Molasses contains a mixture of disaccharides and monosaccharides as well as nitrogen, phosphorus, magnesium, potassium, and vitamins, and the reaction to obtain alcohol from this is simply shown by the following equation.

As can be seen from this equation (3), equimolar carbon dioxide gas is generated as alcohol, and when a packed bed is formed with immobilized yeast as described above, bubbles of carbon dioxide gas remain in the layer and the immobilized yeast Not only does the wetting area become smaller to further increase the movement resistance of the substrate liquid, but also the alcohol concentration increases, so it is necessary to use alcoholic bacteria as the yeast.

In addition, if carbon dioxide gas remains, dead bacteria quickly lose enzyme activity, so it is necessary to use a complete medium as a liquid phase to give yeast a significant growth ability and maintain enzyme activity. Therefore, it was considered necessary to perform alcoholic fermentation using immobilized yeast in which viable bacteria were present.

In the present invention, a gas phase consisting of an inert gas, a liquid phase consisting of sugar as a raw material, and a solid phase consisting of granular immobilized yeast are mixed with each other to form a three-phase fluidized bed in which the solid phase is suspended, and carbon dioxide is generated. By carrying out the reaction while discharging and removing gases, carbon dioxide gas is discharged along with a portion of the produced alcohol together with inert gas, and therefore it flows well even when using immobilized yeast in the form of a gel with a light specific gravity. A uniformly dispersed and suspended state can be obtained over a wide flow range of gas and liquid phases, the solid-liquid mass transfer coefficient is large, and the alcohol concentration is automatically controlled. Since there is no need for growth, the lifespan of enzyme activity is extended without adding yeast extract or the like, making it possible to continuously produce alcohol at high yields.

Embodiments of the present invention will be described below with reference to the drawings.

Fig. 1 shows a vertical shape having a short cylindrical part 1 with the maximum diameter above the center, and above and below it an upper conical part 2 and a lower conical part 3 with gradually decreasing diameters, and the whole is made into a weightless shape. An example using a reaction tower 4 is shown, in which a gas distribution plate 5 made of a sintered metal plate, a plate with many small holes, etc. is provided at the lower end of the lower conical part 3.
An inert gas supply chamber 6 is provided through the gas dispersion plate 5, a solid phase outlet 7 is provided slightly above the gas distribution plate 5, and a solid phase inlet 8 and a produced alcohol outlet 9 are provided in the upper conical portion 2.

The top end of the upper conical portion 2 is connected to a cooler 11 via an exhaust pipe 10, and an inert gas pressure vessel 12 is connected to the supply chamber 6 via a pressure regulating valve 13 via a supply pipe 14.

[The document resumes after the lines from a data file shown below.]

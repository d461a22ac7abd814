use crate::error::{PatchError, Result};
use regex::{Regex, RegexBuilder, bytes};

/// A single text rewrite: pattern, replacement template and identifier.
///
/// The replacement uses `regex` expansion syntax (`${1}`, `$name`).
#[derive(Debug, Clone, PartialEq, Eq)]
pub struct PatchRule {
	/// Stable identifier, unique within a rule set.
	pub id: String,

	/// Regex locating the text to rewrite.
	pub pattern: String,

	/// Replacement template, may reference capture groups of `pattern`.
	pub replacement: String,
}

impl PatchRule {
	/// Create a rule from a raw pattern and replacement template.
	pub fn new(
		id: impl Into<String>,
		pattern: impl Into<String>,
		replacement: impl Into<String>,
	) -> Self {
		PatchRule {
			id: id.into(),
			pattern: pattern.into(),
			replacement: replacement.into(),
		}
	}

	/// Create a rule rewriting the value of a `variable = value;` statement.
	pub fn assignment(id: impl Into<String>, variable: &str, value: &str) -> Self {
		PatchRule::new(
			id,
			assignment_pattern(variable),
			assignment_replacement(value),
		)
	}

	/// Compile the pattern in multi-line mode, for both text and raw bytes.
	pub fn compile(&self) -> Result<CompiledRule> {
		let invalid = |source| PatchError::InvalidRegex {
			id: self.id.clone(),
			pattern: self.pattern.clone(),
			source,
		};
		let regex = RegexBuilder::new(&self.pattern)
			.multi_line(true)
			.build()
			.map_err(invalid)?;
		let bytes_regex = bytes::RegexBuilder::new(&self.pattern)
			.multi_line(true)
			.build()
			.map_err(invalid)?;

		Ok(CompiledRule {
			rule: self.clone(),
			regex,
			bytes_regex,
		})
	}
}

/// Build the match pattern for a `variable = value;` statement.
///
/// Group 1 captures the variable name, the `=` and the whitespace around it.
/// Group 2 captures the value up to the terminating `;`, which is matched but
/// not captured. The value may not start with `=`, so `name == x` comparisons
/// are left alone.
///
/// The variable name is escaped. A name starting with a word character must
/// start on a word boundary, so `foo.bar` never matches inside `xfoo.bar`;
/// a name starting with punctuation (`->field`, `(*p).x`) is its own
/// delimiter and needs no boundary.
pub fn assignment_pattern(variable: &str) -> String {
	let boundary = match variable.chars().next() {
		Some(c) if c.is_alphanumeric() || c == '_' => r"\b",
		_ => "",
	};
	format!(
		r"({boundary}{}\s*=\s*)([^=;][^;]*);",
		regex::escape(variable)
	)
}

/// Build the replacement template that keeps group 1 and writes `value;`.
pub fn assignment_replacement(value: &str) -> String {
	format!("${{1}}{};", value.replace('$', "$$"))
}

/// A rule with its pattern compiled, ready to apply.
#[derive(Debug, Clone)]
pub struct CompiledRule {
	/// The source rule.
	pub rule: PatchRule,

	regex: Regex,
	bytes_regex: bytes::Regex,
}

impl CompiledRule {
	pub fn id(&self) -> &str {
		&self.rule.id
	}

	/// Check whether the rule matches anywhere in `text`.
	pub fn is_match(&self, text: &str) -> bool {
		self.regex.is_match(text)
	}

	/// Replace every match in `text`.
	///
	/// Returns `None` when nothing matched.
	pub fn apply(&self, text: &str) -> Option<String> {
		if !self.regex.is_match(text) {
			return None;
		}
		Some(
			self.regex
				.replace_all(text, self.rule.replacement.as_str())
				.into_owned(),
		)
	}

	/// Replace every match in raw file content.
	///
	/// Byte sequences that are not valid UTF-8 never match and are kept
	/// exactly as they are. Returns `None` when nothing matched.
	pub fn apply_bytes(&self, content: &[u8]) -> Option<Vec<u8>> {
		if !self.bytes_regex.is_match(content) {
			return None;
		}
		Some(
			self.bytes_regex
				.replace_all(content, self.rule.replacement.as_bytes())
				.into_owned(),
		)
	}
}

/// Compile a list of rules, failing on the first malformed pattern.
pub fn compile_rules(rules: &[PatchRule]) -> Result<Vec<CompiledRule>> {
	rules.iter().map(PatchRule::compile).collect()
}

Sugar as a raw material, such as molasses, is fed to the bottom of the reaction tower 4 from a raw material supply port 15 provided slightly above the gas distribution plate 5 to form a liquid phase b having a liquid level slightly above the produced alcohol outlet 9. The granular immobilized yeast is introduced from the solid phase inlet 8 to form the solid phase c, and inert gases such as nitrogen, hydrogen, and helium pass through the gas distribution plate 5 and become bubbles to the center of the reaction tower 4. is introduced to form a gas phase a.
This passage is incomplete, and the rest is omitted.